Brea Hill
Coordinates: 50°33′26″N 4°55′34″W / 50.55719°N 4.92606°W
Brea Hill (Cornish: Bre, meaning hill), pronounced "Bray Hill" is a round hill beside the River Camel estuary in north Cornwall, England, United Kingdom[1] The hill is 62 metres (203 ft) high[2] and there are Bronze Age tumuli (burial mounds) at the summit. The underlying geology in this area of Cornwall is Devonian slates.
Brea Hill is situated at the south end of Daymer Bay between the settlements of Trebetherick and Rock in the civil parish of St Minver Lowlands.[3] approximately five miles northwest of Wadebridge[1]

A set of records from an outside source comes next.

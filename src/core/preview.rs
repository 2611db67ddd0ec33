//! Local preview handles for the current selection.
//!
//! A [`Preview`] is the desktop counterpart of a browser object URL: a short-lived
//! `preview://` address backed by bytes held in the [`PreviewStore`]. The handle
//! releases its entry when dropped, so a preview lives exactly as long as the
//! selection that owns it.

use std::collections::HashMap;
use std::sync::atomic::{AtomicU64, Ordering};
use std::sync::{Arc, Mutex, PoisonError};
use bytes::Bytes;
use tracing::debug;

/// URI scheme the desktop shell registers for previews.
pub const PREVIEW_SCHEME: &str = "preview";

#[derive(Debug, Clone)]
pub struct PreviewEntry {
    pub data: Bytes,
    pub mime: &'static str,
}

/// Registry of live preview entries.
#[derive(Debug, Default)]
pub struct PreviewStore {
    entries: Mutex<HashMap<u64, PreviewEntry>>,
    next_id: AtomicU64,
    released: AtomicU64,
}

impl PreviewStore {
    pub fn new() -> Arc<Self> {
        Arc::new(Self::default())
    }

    /// Registers `data` and returns the owning handle.
    pub fn create(self: &Arc<Self>, data: Bytes, mime: &'static str) -> Preview {
        let id = self.next_id.fetch_add(1, Ordering::Relaxed) + 1;
        self.entries
            .lock()
            .unwrap_or_else(PoisonError::into_inner)
            .insert(id, PreviewEntry { data, mime });
        debug!("Preview {} created", id);

        Preview {
            id,
            store: Arc::clone(self),
        }
    }

    /// Looks up a live entry by id.
    pub fn get(&self, id: u64) -> Option<PreviewEntry> {
        self.entries
            .lock()
            .unwrap_or_else(PoisonError::into_inner)
            .get(&id)
            .cloned()
    }

    /// Resolves a `preview://localhost/<id>` style path (scheme and host optional).
    pub fn resolve(&self, url: &str) -> Option<PreviewEntry> {
        let id = url.trim_end_matches('/').rsplit('/').next()?.parse().ok()?;
        self.get(id)
    }

    pub fn live_count(&self) -> usize {
        self.entries.lock().unwrap_or_else(PoisonError::into_inner).len()
    }

    /// Total number of entries released since the store was created.
    pub fn released_count(&self) -> u64 {
        self.released.load(Ordering::Relaxed)
    }

    fn release(&self, id: u64) {
        let removed = self
            .entries
            .lock()
            .unwrap_or_else(PoisonError::into_inner)
            .remove(&id);

        if removed.is_some() {
            self.released.fetch_add(1, Ordering::Relaxed);
            debug!("Preview {} released", id);
        }
    }
}

/// Owning handle to one preview entry.
#[derive(Debug)]
pub struct Preview {
    id: u64,
    store: Arc<PreviewStore>,
}

impl Preview {
    pub fn id(&self) -> u64 {
        self.id
    }

    pub fn url(&self) -> String {
        format!("{PREVIEW_SCHEME}://localhost/{}", self.id)
    }
}

impl Drop for Preview {
    fn drop(&mut self) {
        self.store.release(self.id);
    }
}
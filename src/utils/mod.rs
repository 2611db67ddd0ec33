pub mod config;
pub mod error;
pub mod formats;
pub mod fs;
pub mod validation;

pub use config::ClientConfig;
pub use error::{
    OFFLINE_MESSAGE,
    RenderError,
    StudioError,
    StudioResult,
    SubmitFailure,
    ValidationError,
};
pub use formats::{MAX_FILE_SIZE, SourceFormat, format_from_name};
pub use fs::{candidate_from_path, extract_filename, read_candidate};
pub use validation::{validate, validate_size, validate_with_limit};
// Prevents additional console window on Windows in release, DO NOT REMOVE!!
#![cfg_attr(not(debug_assertions), windows_subsystem = "windows")]

// Desktop entry point for Filter Studio. The lib crate holds everything that
// does not need a webview.

use anyhow::Context;
use tauri::http::{Response, StatusCode, header::CONTENT_TYPE};
use tauri::{AppHandle, DragDropEvent, Emitter, Manager, WindowEvent};
use tauri_plugin_store::StoreExt;
use tokio::sync::broadcast::error::RecvError;
use tracing::{debug, info, warn};

use filter_studio_lib::commands::{
    check_server,
    export_processed,
    ingest_file,
    list_filters,
    pick_image,
    session_snapshot,
    set_view_mode,
    slider_pointer,
    submit_filter,
};
use filter_studio_lib::core::PREVIEW_SCHEME;
use filter_studio_lib::logging::init_tracing;
use filter_studio_lib::utils::StudioError;
use filter_studio_lib::{AppState, ClientConfig};

const SETTINGS_STORE: &str = "settings.json";
const SETTINGS_KEY: &str = "client";
const SESSION_EVENT: &str = "session-event";

fn main() -> anyhow::Result<()> {
    init_tracing();
    info!("=== Application Starting ===");

    let app = tauri::Builder::default()
        .plugin(tauri_plugin_dialog::init())
        .plugin(tauri_plugin_opener::init())
        .plugin(tauri_plugin_store::Builder::new().build())
        .register_uri_scheme_protocol(PREVIEW_SCHEME, |ctx, request| {
            preview_response(ctx.app_handle(), &request.uri().to_string())
        })
        .invoke_handler(tauri::generate_handler![
            list_filters,
            pick_image,
            ingest_file,
            submit_filter,
            session_snapshot,
            set_view_mode,
            slider_pointer,
            export_processed,
            check_server,
        ])
        .setup(|app| {
            let config = load_config(app.handle());
            info!("Processing endpoint: {}", config.endpoint);

            let state = AppState::new(config)?;
            let events = state.subscribe();
            app.manage(state);
            debug!("✓ AppState initialized");

            let app_handle = app.handle().clone();
            tauri::async_runtime::spawn(forward_events(app_handle, events));

            Ok(())
        })
        .on_window_event(|window, event| {
            if let WindowEvent::DragDrop(drag) = event {
                handle_drag_drop(window.app_handle(), drag);
            }
        })
        .build(tauri::generate_context!())
        .context("error while building tauri application")?;

    info!("Starting application event loop...");
    app.run(|app_handle, event| {
        if let tauri::RunEvent::Exit = event {
            if let Some(state) = app_handle.try_state::<AppState>() {
                state.teardown();
            }
            info!("Application exiting");
        }
    });

    Ok(())
}

/// Defaults, then the persisted `client` settings, then the environment.
fn load_config(app: &AppHandle) -> ClientConfig {
    let stored = match app.store(SETTINGS_STORE) {
        Ok(store) => store.get(SETTINGS_KEY),
        Err(e) => {
            warn!("Settings store unavailable: {}", e);
            None
        }
    };

    let config = match stored.map(serde_json::from_value::<ClientConfig>) {
        Some(Ok(config)) => config,
        Some(Err(e)) => {
            warn!("Ignoring invalid stored settings: {}", e);
            ClientConfig::default()
        }
        None => ClientConfig::default(),
    };

    config.overlay_env(|key| std::env::var(key).ok())
}

async fn forward_events(app: AppHandle, mut events: tokio::sync::broadcast::Receiver<filter_studio_lib::SessionEvent>) {
    loop {
        match events.recv().await {
            Ok(event) => {
                if let Err(e) = app.emit(SESSION_EVENT, &event) {
                    warn!("Failed to emit {}: {}", SESSION_EVENT, e);
                }
            }
            Err(RecvError::Lagged(skipped)) => warn!("Dropped {} session events", skipped),
            Err(RecvError::Closed) => break,
        }
    }
}

fn handle_drag_drop(app: &AppHandle, drag: &DragDropEvent) {
    let Some(state) = app.try_state::<AppState>() else {
        return;
    };

    match drag {
        DragDropEvent::Enter { .. } | DragDropEvent::Over { .. } => state.drag_over(),
        DragDropEvent::Leave => state.drag_leave(),
        DragDropEvent::Drop { paths, .. } => {
            let app = app.clone();
            let paths = paths.clone();
            tauri::async_runtime::spawn(async move {
                let state = app.state::<AppState>();
                match state.drop_paths(paths).await {
                    Ok(_) => {}
                    Err(StudioError::Superseded(name)) => debug!("Dropped file {} was superseded", name),
                    Err(rejected) => {
                        warn!("Dropped file rejected: {}", rejected);
                        if let Err(e) = app.emit("ingest-error", &rejected) {
                            warn!("Failed to emit ingest-error: {}", e);
                        }
                    }
                }
            });
        }
        _ => {}
    }
}

fn preview_response(app: &AppHandle, uri: &str) -> Response<Vec<u8>> {
    let entry = app
        .try_state::<AppState>()
        .and_then(|state| state.session().previews().resolve(uri));

    let response = match entry {
        Some(entry) => Response::builder()
            .header(CONTENT_TYPE, entry.mime)
            .body(entry.data.to_vec()),
        None => {
            debug!("No live preview for {}", uri);
            Response::builder().status(StatusCode::NOT_FOUND).body(Vec::new())
        }
    };

    response.unwrap_or_else(|_| Response::new(Vec::new()))
}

On the west side, Brea Hill rises straight from the foreshore; on the north and south it rises from low sand dunes. To the east, the dunes give way to a golf course and grassland with St Enodoc's Church (where the poet Sir John Betjeman is buried) just below the hill.
The South West Coast Path follows the west flank of the hill with an alternative route passing to the east.[2][4] Brea Hill is grassed and treeless (except for a small wooded area low on the south flank) with rough footpaths leading to the summit and burial mounds.[5]
Literary associations
Brea Hill features in the John Betjeman poem 'Back from Australia', where Betjeman uses the alternative spelling Bray Hill (Stepper is Stepper Point):
At home in Cornwall hurrying autumn skies
Leave Bray Hill barren, Stepper jutting bare,
How vast the sky is, looked at from the land.
And hold the moon above the sea-wet sand.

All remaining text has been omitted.